--- Extracted material Enclosed Below ---

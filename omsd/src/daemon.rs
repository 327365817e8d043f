//! Daemon: Main runtime orchestrator.
//!
//! The Daemon wires the order workflow to its ports and runs the API server:
//! - Product catalog (REST client against the product service, stub in tests)
//! - Order store (in-memory by default, PostgreSQL behind the `postgres`
//!   feature)
//! - API server (HTTP endpoints)
//!
//! # Lifecycle
//!
//! 1. Load configuration
//! 2. Wire catalog, store, and workflow
//! 3. Start API server
//! 4. Block until shutdown is requested (SIGINT), then drain in-flight
//!    requests before exiting

use std::future::Future;
use std::net::SocketAddr;
use std::sync::Arc;

use tokio::net::TcpListener;
use tokio::task::JoinHandle;
use tracing::{error, info};

use oms_connectors::{ProductCatalog, ProductRestClient, StubCatalog};
use oms_store::{MemoryOrderStore, OrderStore};
use oms_workflow::OrderWorkflow;

use crate::api::{create_router, ApiState};
use crate::config::Config;
use crate::error::{DaemonError, DaemonResult};

#[cfg(feature = "postgres")]
use crate::config::StoreConfig;
#[cfg(feature = "postgres")]
use oms_store::PgOrderStore;

// =============================================================================
// Daemon
// =============================================================================

/// The main OMS daemon.
pub struct Daemon<C: ProductCatalog + 'static, S: OrderStore + 'static> {
    /// Configuration
    config: Config,
    /// Order workflow
    workflow: Arc<OrderWorkflow<C, S>>,
}

impl Daemon<StubCatalog, MemoryOrderStore> {
    /// Create a new daemon with stub components (for testing).
    pub fn new_stub(config: Config) -> Self {
        let catalog = Arc::new(StubCatalog::new());
        let store = Arc::new(MemoryOrderStore::new());
        let workflow = Arc::new(OrderWorkflow::new(catalog, store));

        Self { config, workflow }
    }
}

impl Daemon<ProductRestClient, MemoryOrderStore> {
    /// Create a new daemon with the REST product client and the in-memory
    /// store.
    pub fn new_memory(config: Config) -> Self {
        let catalog = Arc::new(ProductRestClient::new(
            config.product_service.base_url.clone(),
        ));
        let store = Arc::new(MemoryOrderStore::new());
        let workflow = Arc::new(OrderWorkflow::new(catalog, store));

        Self { config, workflow }
    }
}

#[cfg(feature = "postgres")]
impl Daemon<ProductRestClient, PgOrderStore> {
    /// Create a new daemon with the REST product client and the PostgreSQL
    /// store.
    pub async fn new_postgres(config: Config) -> DaemonResult<Self> {
        let database_url = match &config.store {
            StoreConfig::Postgres { database_url } => database_url.clone(),
            StoreConfig::Memory => {
                return Err(DaemonError::Config(
                    "Postgres daemon requires OMS_STORE_BACKEND=postgres".to_string(),
                ))
            }
        };

        let catalog = Arc::new(ProductRestClient::new(
            config.product_service.base_url.clone(),
        ));
        let store = Arc::new(PgOrderStore::connect(&database_url).await?);
        let workflow = Arc::new(OrderWorkflow::new(catalog, store));

        Ok(Self { config, workflow })
    }
}

impl<C: ProductCatalog + 'static, S: OrderStore + 'static> Daemon<C, S> {
    /// Create a new daemon with a prewired workflow.
    pub fn new(config: Config, workflow: Arc<OrderWorkflow<C, S>>) -> Self {
        Self { config, workflow }
    }

    /// Run the daemon.
    ///
    /// This method blocks until shutdown is requested (SIGINT) and the
    /// server has drained its in-flight requests.
    pub async fn run(self) -> DaemonResult<()> {
        info!(
            version = env!("CARGO_PKG_VERSION"),
            environment = %self.config.environment,
            "Starting OMS daemon"
        );

        let (api_addr, server) = self
            .start_api_server(async {
                match tokio::signal::ctrl_c().await {
                    Ok(()) => info!("Received shutdown signal"),
                    Err(e) => error!(error = %e, "Shutdown signal handler failed"),
                }
            })
            .await?;
        info!(%api_addr, "API server started");

        // Resolves once the signal fires and in-flight requests have drained
        if let Err(e) = server.await {
            error!(error = %e, "API server task failed");
        }

        self.shutdown().await?;

        Ok(())
    }

    /// Start the API server.
    ///
    /// The server accepts connections until `shutdown` resolves, then
    /// drains in-flight requests before the returned task completes.
    async fn start_api_server<F>(&self, shutdown: F) -> DaemonResult<(SocketAddr, JoinHandle<()>)>
    where
        F: Future<Output = ()> + Send + 'static,
    {
        let state = Arc::new(ApiState {
            workflow: self.workflow.clone(),
        });

        let router = create_router(state);
        let addr = format!("{}:{}", self.config.api.host, self.config.api.port);

        let listener = TcpListener::bind(&addr)
            .await
            .map_err(|e| DaemonError::Config(format!("Failed to bind to {}: {}", addr, e)))?;

        let local_addr = listener
            .local_addr()
            .map_err(|e| DaemonError::Config(format!("Failed to get local address: {}", e)))?;

        // Spawn the server task
        let server = tokio::spawn(async move {
            let serve = axum::serve(listener, router).with_graceful_shutdown(shutdown);
            if let Err(e) = serve.await {
                error!(error = %e, "API server error");
            }
        });

        Ok((local_addr, server))
    }

    /// Graceful shutdown.
    async fn shutdown(&self) -> DaemonResult<()> {
        info!("Initiating graceful shutdown");

        let orders = self.workflow.list_orders().await?;
        info!(order_count = orders.len(), "Shutdown complete");

        Ok(())
    }
}

// =============================================================================
// Tests
// =============================================================================

#[cfg(test)]
mod tests {
    use super::*;

    #[tokio::test]
    async fn test_daemon_stub_creation() {
        let config = Config::test();
        let daemon = Daemon::new_stub(config);

        // Fresh daemon has no orders
        let orders = daemon.workflow.list_orders().await.unwrap();
        assert!(orders.is_empty());
    }

    #[tokio::test]
    async fn test_daemon_api_server_start() {
        let config = Config::test();
        let daemon = Daemon::new_stub(config);

        let (addr, _server) = daemon
            .start_api_server(std::future::pending::<()>())
            .await
            .unwrap();

        // Server should be running on a port
        assert!(addr.port() > 0);

        // Can make a health check request
        let client = reqwest::Client::new();
        let response = client
            .get(format!("http://{}/health-check", addr))
            .send()
            .await
            .unwrap();

        assert!(response.status().is_success());
        assert_eq!(response.text().await.unwrap(), "Health check passed");
    }

    #[tokio::test]
    async fn test_daemon_api_server_graceful_shutdown() {
        let config = Config::test();
        let daemon = Daemon::new_stub(config);

        let (shutdown_tx, shutdown_rx) = tokio::sync::oneshot::channel::<()>();
        let (addr, server) = daemon
            .start_api_server(async {
                let _ = shutdown_rx.await;
            })
            .await
            .unwrap();

        // Server answers while running
        let client = reqwest::Client::new();
        let response = client
            .get(format!("http://{}/health-check", addr))
            .send()
            .await
            .unwrap();
        assert!(response.status().is_success());

        // Signal shutdown and wait for the server task to finish draining
        shutdown_tx.send(()).unwrap();
        server.await.unwrap();

        // The listener is closed afterwards; a fresh connection is refused
        let refused = reqwest::Client::new()
            .get(format!("http://{}/health-check", addr))
            .send()
            .await;
        assert!(refused.is_err());
    }

    #[tokio::test]
    async fn test_daemon_shutdown_with_empty_store() {
        let config = Config::test();
        let daemon = Daemon::new_stub(config);

        // Should not fail with an empty store
        daemon.shutdown().await.unwrap();
    }
}
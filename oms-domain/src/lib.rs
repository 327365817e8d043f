//! OMS Domain Layer
//!
//! Pure domain logic with zero I/O dependencies.
//! Contains the order aggregate, value objects, and lifecycle rules.

#![warn(missing_docs)]
#![warn(clippy::all)]

// Public modules
pub mod entities;
pub mod value_objects;

// Re-export commonly used types
pub use entities::{LineItem, Order, OrderId, OrderStatus};
pub use value_objects::{DomainError, Price, Quantity};
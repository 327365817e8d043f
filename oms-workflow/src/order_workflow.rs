//! Order Workflow: the order lifecycle use cases.
//!
//! The workflow sits between the HTTP API and the ports:
//!
//! ```text
//! API (create/list/get/update) → OrderWorkflow → ProductCatalog (enrichment)
//!                                             → OrderStore      (persistence)
//! ```
//!
//! Creation validates everything before any I/O, fetches product details
//! concurrently and fails fast, and persists only complete orders.

use std::sync::Arc;

use futures_util::future::try_join_all;
use tracing::{debug, info};

use oms_connectors::{LookupError, ProductCatalog};
use oms_domain::{LineItem, Order, OrderId, OrderStatus, Quantity};
use oms_store::OrderStore;

use crate::error::WorkflowError;

// =============================================================================
// New Line Item
// =============================================================================

/// Caller-supplied shape of one order line, before enrichment.
///
/// Quantity arrives as a raw integer and is validated into [`Quantity`]
/// during creation, so a non-positive value is a validation failure rather
/// than a deserialization one.
#[derive(Debug, Clone)]
pub struct NewLineItem {
    /// Catalog product ID
    pub product_id: String,
    /// Requested unit count
    pub quantity: i64,
}

// =============================================================================
// Order Workflow
// =============================================================================

/// Orchestrates order creation, retrieval, and status updates.
pub struct OrderWorkflow<C: ProductCatalog, S: OrderStore> {
    /// Product catalog for line item enrichment
    catalog: Arc<C>,
    /// Order persistence
    store: Arc<S>,
}

impl<C: ProductCatalog, S: OrderStore> OrderWorkflow<C, S> {
    /// Create a new workflow over the given catalog and store.
    pub fn new(catalog: Arc<C>, store: Arc<S>) -> Self {
        Self { catalog, store }
    }

    /// Create a new order.
    ///
    /// Validates the request, enriches every line item from the product
    /// catalog (lookups run concurrently and the first failure aborts),
    /// computes the total, and persists the order with status `Pending`.
    /// Nothing is persisted when validation or any lookup fails.
    ///
    /// # Errors
    /// - [`WorkflowError::Validation`] for empty or invalid input
    /// - [`WorkflowError::ProductNotFound`] when a referenced product does
    ///   not exist in the catalog
    /// - [`WorkflowError::Lookup`] when the product service fails
    /// - [`WorkflowError::Store`] when persistence fails
    pub async fn create_order(
        &self,
        customer_id: Option<String>,
        items: Vec<NewLineItem>,
    ) -> Result<Order, WorkflowError> {
        // Validate everything before any I/O
        if items.is_empty() {
            return Err(WorkflowError::Validation(
                "Order must contain at least one item".to_string(),
            ));
        }
        let mut requested = Vec::with_capacity(items.len());
        for item in &items {
            if item.product_id.is_empty() {
                return Err(WorkflowError::Validation(
                    "Line item product ID must not be empty".to_string(),
                ));
            }
            let quantity = Quantity::from_i64(item.quantity)
                .map_err(|e| WorkflowError::Validation(e.to_string()))?;
            requested.push((item.product_id.clone(), quantity));
        }

        // Fetch product details concurrently; one failure aborts the order
        debug!(item_count = requested.len(), "Fetching product details");
        let lookups = requested
            .iter()
            .map(|(product_id, _)| self.catalog.fetch_product(product_id));
        let products = try_join_all(lookups).await.map_err(|e| match e {
            LookupError::NotFound { product_id } => WorkflowError::ProductNotFound { product_id },
            other => WorkflowError::Lookup(other),
        })?;

        // Enriched items keep the caller's order
        let line_items: Vec<LineItem> = requested
            .into_iter()
            .zip(products)
            .map(|((product_id, quantity), product)| LineItem {
                product_id,
                name: product.name,
                price: product.price,
                description: product.description,
                category: product.category,
                quantity,
            })
            .collect();

        let order = Order::new(customer_id, line_items);
        info!(
            order_id = %order.order_id,
            item_count = order.items.len(),
            total_price = %order.total_price,
            "Creating order"
        );

        Ok(self.store.create(&order).await?)
    }

    /// List every persisted order.
    pub async fn list_orders(&self) -> Result<Vec<Order>, WorkflowError> {
        Ok(self.store.find_all().await?)
    }

    /// Fetch one order; `Ok(None)` when it does not exist.
    pub async fn get_order(&self, order_id: OrderId) -> Result<Option<Order>, WorkflowError> {
        Ok(self.store.find_by_id(order_id).await?)
    }

    /// Set a new status on an order; `Ok(None)` when it does not exist.
    ///
    /// Any status may replace any other. The store refreshes `updated_at`
    /// in the same round trip.
    pub async fn update_status(
        &self,
        order_id: OrderId,
        status: OrderStatus,
    ) -> Result<Option<Order>, WorkflowError> {
        info!(%order_id, %status, "Updating order status");
        Ok(self.store.update_status(order_id, status).await?)
    }
}

// =============================================================================
// Tests
// =============================================================================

--- End of Enclosed Extracted material ---

Scan the records above for the string "StoreConfig", then copy each line where it turns up.

[Task result]
use crate::config::StoreConfig;
            StoreConfig::Postgres { database_url } => database_url.clone(),
            StoreConfig::Memory => {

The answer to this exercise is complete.